▶ _Instructions to follow_: Both the line with "if c <= 0 || self.constant" and the line with "Some(var) if self.is_unit()" in the records below must appear in the output, along with every line between them, exactly and with nothing added.

Collected data entries:
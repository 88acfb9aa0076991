//! Affine index tracking and memory references.
//!
//! In SSA form an array index is just a box, so adjacency of two accesses
//! cannot be read off the operands. Instead every integer box that is an
//! affine function of another box is described as
//! `var * coefficient_mul / coefficient_div + constant`. After unrolling,
//! `i1 = int_add(i0, 1)` gives `i1 = i0 + 1`, and the accesses `a[i0]` and
//! `a[i1]` are recognized as neighbours.

use std::fmt;
use std::sync::Arc;

use rustc_hash::FxHashMap;

use crate::ir::{ArrayDescr, Opcode, Operation, Value, Var};

// =============================================================================
// Index Variables
// =============================================================================

/// `var * coefficient_mul / coefficient_div + constant`.
#[derive(Debug, Clone, Copy, PartialEq, Eq, Hash)]
pub struct IndexVar {
    /// Base box; `None` for a constant index.
    pub var: Option<Var>,
    pub coefficient_mul: i64,
    pub coefficient_div: i64,
    pub constant: i64,
}

impl IndexVar {
    pub const fn new(var: Var) -> Self {
        Self {
            var: Some(var),
            coefficient_mul: 1,
            coefficient_div: 1,
            constant: 0,
        }
    }

    pub const fn constant(value: i64) -> Self {
        Self {
            var: None,
            coefficient_mul: 1,
            coefficient_div: 1,
            constant: value,
        }
    }

    /// Index of an operand, looked up in `known`.
    pub fn of_value(value: Value, known: &FxHashMap<Var, IndexVar>) -> Option<Self> {
        match value {
            Value::Var(var) if var.ty().is_int() => {
                Some(known.get(&var).copied().unwrap_or(IndexVar::new(var)))
            }
            Value::Const(c) => c.as_int().map(IndexVar::constant),
            Value::Var(_) => None,
        }
    }

    #[inline]
    pub fn same_variable(&self, other: &IndexVar) -> bool {
        self.var == other.var
    }

    #[inline]
    pub fn same_mulfactor(&self, other: &IndexVar) -> bool {
        self.coefficient_mul == other.coefficient_mul
            && self.coefficient_div == other.coefficient_div
    }

    /// `self.constant - other.constant`.
    pub fn constant_diff(&self, other: &IndexVar) -> Option<i64> {
        self.constant.checked_sub(other.constant)
    }

    /// Plain `var + constant`.
    pub fn is_unit(&self) -> bool {
        self.coefficient_mul == 1 && self.coefficient_div == 1
    }

    pub fn add_const(self, c: i64) -> Option<Self> {
        Some(Self {
            constant: self.constant.checked_add(c)?,
            ..self
        })
    }

    pub fn sub_const(self, c: i64) -> Option<Self> {
        Some(Self {
            constant: self.constant.checked_sub(c)?,
            ..self
        })
    }

    pub fn mul_const(self, c: i64) -> Option<Self> {
        Some(Self {
            coefficient_mul: self.coefficient_mul.checked_mul(c)?,
            constant: self.constant.checked_mul(c)?,
            ..self
        })
    }

    /// Only exact divisions of the constant part are tracked.
    pub fn div_const(self, c: i64) -> Option<Self> {
        if c <= 0 || self.constant % c != 0 {
            return None;
        }
        Some(Self {
            coefficient_div: self.coefficient_div.checked_mul(c)?,
            constant: self.constant / c,
            ..self
        })
    }

    /// Rewrite a pure `INT_ADD`/`INT_SUB` defining this index into
    /// `int_add(var, constant)`, cutting the chain through intermediate
    /// index boxes.
    pub fn adapt_operation(&self, op: &mut Operation) {
        if !matches!(op.opcode, Opcode::IntAdd | Opcode::IntSub) || !self.is_unit() {
            return;
        }
        let Some(var) = self.var else {
            return;
        };
        if self.constant == 0 || op.result == Some(var) {
            return;
        }
        op.opcode = Opcode::IntAdd;
        op.args.clear();
        op.args.push(Value::Var(var));
        op.args.push(Value::int(self.constant));
    }
}

impl fmt::Display for IndexVar {
    fn fmt(&self, f: &mut fmt::Formatter<'_>) -> fmt::Result {
        match self.var {
            Some(var) if self.is_unit() => write!(f, "{} + {}", var, self.constant),
            Some(var) => write!(
                f,
                "{} * {} / {} + {}",
                var, self.coefficient_mul, self.coefficient_div, self.constant
            ),
            None => write!(f, "{}", self.constant),
        }
    }
}

/// Affine descriptions of every integer box defined by `ops` in terms of
/// an earlier box.
pub fn compute_index_vars(ops: &[Operation]) -> FxHashMap<Var, IndexVar> {
    let mut known = FxHashMap::default();
    for op in ops {
        let Some(res) = op.result else {
            continue;
        };
        if let Some(iv) = derive_index_var(op, &known) {
            known.insert(res, iv);
        }
    }
    known
}

fn derive_index_var(op: &Operation, known: &FxHashMap<Var, IndexVar>) -> Option<IndexVar> {
    if op.num_args() != 2 {
        return None;
    }
    let (a, b) = (op.arg(0), op.arg(1));
    let var_and_const = || match (a, b) {
        (Value::Var(v), Value::Const(c)) => Some((v, c.as_int()?, false)),
        (Value::Const(c), Value::Var(v)) => Some((v, c.as_int()?, true)),
        _ => None,
    };
    let base = |v: Var| known.get(&v).copied().unwrap_or(IndexVar::new(v));

    match op.opcode {
        Opcode::IntAdd => {
            let (v, c, _) = var_and_const()?;
            base(v).add_const(c)
        }
        Opcode::IntSub => match var_and_const()? {
            (v, c, false) => base(v).sub_const(c),
            _ => None,
        },
        Opcode::IntMul => {
            let (v, c, _) = var_and_const()?;
            base(v).mul_const(c)
        }
        Opcode::IntFloordiv => match var_and_const()? {
            (v, c, false) => base(v).div_const(c),
            _ => None,
        },
        _ => None,
    }
}

// =============================================================================
// Memory References
// =============================================================================

/// The location touched by an array access.
#[derive(Debug, Clone, PartialEq)]
pub struct MemoryRef {
    pub array: Value,
    pub descr: Arc<ArrayDescr>,
    pub index: IndexVar,
    /// Raw access indexed in bytes rather than items.
    pub byte_index: bool,
}

impl MemoryRef {
    /// Reference of an array operation (`array, index, ...` operands).
    pub fn of_operation(op: &Operation, index_vars: &FxHashMap<Var, IndexVar>) -> Option<Self> {
        if !op.opcode.is_array_op() || op.num_args() < 2 {
            return None;
        }
        let descr = op.array_descr()?;
        let index = IndexVar::of_value(op.arg(1), index_vars)?;
        Some(Self {
            array: op.arg(0),
            descr: Arc::clone(descr),
            index,
            byte_index: op.opcode.is_byte_indexed(),
        })
    }

    /// Index distance between two neighbouring items.
    pub fn stride(&self) -> i64 {
        if self.byte_index {
            self.descr.item_size as i64
        } else {
            1
        }
    }

    /// Same array, same descriptor.
    pub fn same_array(&self, other: &MemoryRef) -> bool {
        self.array == other.array && self.descr == other.descr
    }

    fn same_affine_base(&self, other: &MemoryRef) -> bool {
        self.same_array(other)
            && self.index.same_variable(&other.index)
            && self.index.same_mulfactor(&other.index)
    }

    /// The two references touch neighbouring items, in either order.
    pub fn is_adjacent_to(&self, other: &MemoryRef) -> bool {
        self.same_affine_base(other)
            && self
                .index
                .constant_diff(&other.index)
                .is_some_and(|d| d.abs() == self.stride())
    }

    /// `other` touches the item directly after `self`.
    pub fn is_adjacent_after(&self, other: &MemoryRef) -> bool {
        self.same_affine_base(other)
            && other
                .index
                .constant_diff(&self.index)
                .is_some_and(|d| d == self.stride())
    }

    /// Whether the two references may touch the same item. Two array
    /// operands may name the same array at runtime, so only a constant gap
    /// between the indices separates accesses with the same descriptor.
    pub fn may_alias(&self, other: &MemoryRef) -> bool {
        if self.descr != other.descr {
            return false;
        }
        if self.byte_index != other.byte_index
            || !self.index.same_variable(&other.index)
            || !self.index.same_mulfactor(&other.index)
        {
            return true;
        }
        match self.index.constant_diff(&other.index) {
            Some(d) => d.abs() < self.stride(),
            None => true,
        }
    }
}

impl fmt::Display for MemoryRef {
    fn fmt(&self, f: &mut fmt::Formatter<'_>) -> fmt::Result {
        write!(f, "{}[{}]", self.array, self.index)
    }
}

#[cfg(test)]
mod tests {
    use super::*;
    use crate::ir::{TraceBuilder, ValueType};

    fn ivar(id: u32) -> Var {
        Var::new(id, ValueType::Int)
    }

    fn memref(array: u32, index: IndexVar) -> MemoryRef {
        MemoryRef {
            array: Value::Var(Var::new(array, ValueType::Ref)),
            descr: ArrayDescr::ints(1, 4),
            index,
            byte_index: false,
        }
    }

    // -------------------------------------------------------------------------
    // Index variables
    // -------------------------------------------------------------------------

    #[test]
    fn test_index_chain() {
        let mut b = TraceBuilder::new();
        let i0 = b.int();
        let i1 = b.pure(Opcode::IntAdd, &[i0.into(), Value::int(1)]);
        let i2 = b.pure(Opcode::IntAdd, &[Value::int(2), i1.into()]);
        let i3 = b.pure(Opcode::IntMul, &[i2.into(), Value::int(4)]);
        let i4 = b.pure(Opcode::IntSub, &[i3.into(), Value::int(4)]);
        let trace = b.build();

        let known = compute_index_vars(&trace.ops);
        assert_eq!(known[&i2], IndexVar::new(i0).add_const(3).unwrap());
        let iv = known[&i4];
        assert_eq!(iv.var, Some(i0));
        assert_eq!(iv.coefficient_mul, 4);
        assert_eq!(iv.constant, 8);
    }

    #[test]
    fn test_div_requires_exact_constant() {
        let iv = IndexVar::new(ivar(0)).add_const(3).unwrap();
        assert!(iv.div_const(2).is_none());
        let iv = IndexVar::new(ivar(0)).add_const(4).unwrap();
        let d = iv.div_const(2).unwrap();
        assert_eq!((d.coefficient_div, d.constant), (2, 2));
    }

    #[test]
    fn test_overflow_stops_tracking() {
        let iv = IndexVar::new(ivar(0)).add_const(i64::MAX).unwrap();
        assert!(iv.add_const(1).is_none());
    }

    #[test]
    fn test_adapt_operation() {
        let (i0, i1, i2) = (ivar(0), ivar(1), ivar(2));
        let mut op = Operation::new(Opcode::IntAdd, [i1.into(), Value::int(1)], Some(i2));
        IndexVar::new(i0).add_const(2).unwrap().adapt_operation(&mut op);
        assert_eq!(op.args.as_slice(), &[Value::Var(i0), Value::int(2)]);
    }

    // -------------------------------------------------------------------------
    // Memory references
    // -------------------------------------------------------------------------

    #[test]
    fn test_adjacency() {
        let i0 = ivar(0);
        let a = memref(10, IndexVar::new(i0));
        let b = memref(10, IndexVar::new(i0).add_const(1).unwrap());
        let c = memref(10, IndexVar::new(i0).add_const(2).unwrap());
        assert!(a.is_adjacent_to(&b));
        assert!(b.is_adjacent_to(&a));
        assert!(a.is_adjacent_after(&b));
        assert!(!b.is_adjacent_after(&a));
        assert!(!a.is_adjacent_to(&c));
    }

    #[test]
    fn test_adjacency_needs_same_array() {
        let i0 = ivar(0);
        let a = memref(10, IndexVar::new(i0));
        let b = memref(11, IndexVar::new(i0).add_const(1).unwrap());
        assert!(!a.is_adjacent_to(&b));
    }

    #[test]
    fn test_byte_indexed_stride() {
        let i0 = ivar(0);
        let mut a = memref(10, IndexVar::new(i0));
        let mut b = memref(10, IndexVar::new(i0).add_const(4).unwrap());
        a.byte_index = true;
        b.byte_index = true;
        assert!(a.is_adjacent_after(&b));
        assert!(!a.may_alias(&b));
    }

    #[test]
    fn test_may_alias() {
        let (i0, i9) = (ivar(0), ivar(9));
        let a = memref(10, IndexVar::new(i0));
        assert!(a.may_alias(&memref(10, IndexVar::new(i0))));
        assert!(!a.may_alias(&memref(10, IndexVar::new(i0).add_const(1).unwrap())));
        assert!(a.may_alias(&memref(10, IndexVar::new(i9))));
    }

    #[test]
    fn test_distinct_arrays_may_alias() {
        let (i0, i9) = (ivar(0), ivar(9));
        let a = memref(10, IndexVar::new(i0));
        assert!(a.may_alias(&memref(11, IndexVar::new(i0))));
        assert!(a.may_alias(&memref(11, IndexVar::new(i9))));
        assert!(!a.may_alias(&memref(11, IndexVar::new(i0).add_const(1).unwrap())));

        let mut floats = memref(11, IndexVar::new(i0));
        floats.descr = ArrayDescr::floats(2, 8);
        assert!(!a.may_alias(&floats));
    }
}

▶ _Answer section_:
        if c <= 0 || self.constant % c != 0 {
            return None;
        }
        Some(Self {
            coefficient_div: self.coefficient_div.checked_mul(c)?,
            constant: self.constant / c,
            ..self
        })
    }

    /// Rewrite a pure `INT_ADD`/`INT_SUB` defining this index into
    /// `int_add(var, constant)`, cutting the chain through intermediate
    /// index boxes.
    pub fn adapt_operation(&self, op: &mut Operation) {
        if !matches!(op.opcode, Opcode::IntAdd | Opcode::IntSub) || !self.is_unit() {
            return;
        }
        let Some(var) = self.var else {
            return;
        };
        if self.constant == 0 || op.result == Some(var) {
            return;
        }
        op.opcode = Opcode::IntAdd;
        op.args.clear();
        op.args.push(Value::Var(var));
        op.args.push(Value::int(self.constant));
    }
}

impl fmt::Display for IndexVar {
    fn fmt(&self, f: &mut fmt::Formatter<'_>) -> fmt::Result {
        match self.var {
            Some(var) if self.is_unit() => write!(f, "{} + {}", var, self.constant),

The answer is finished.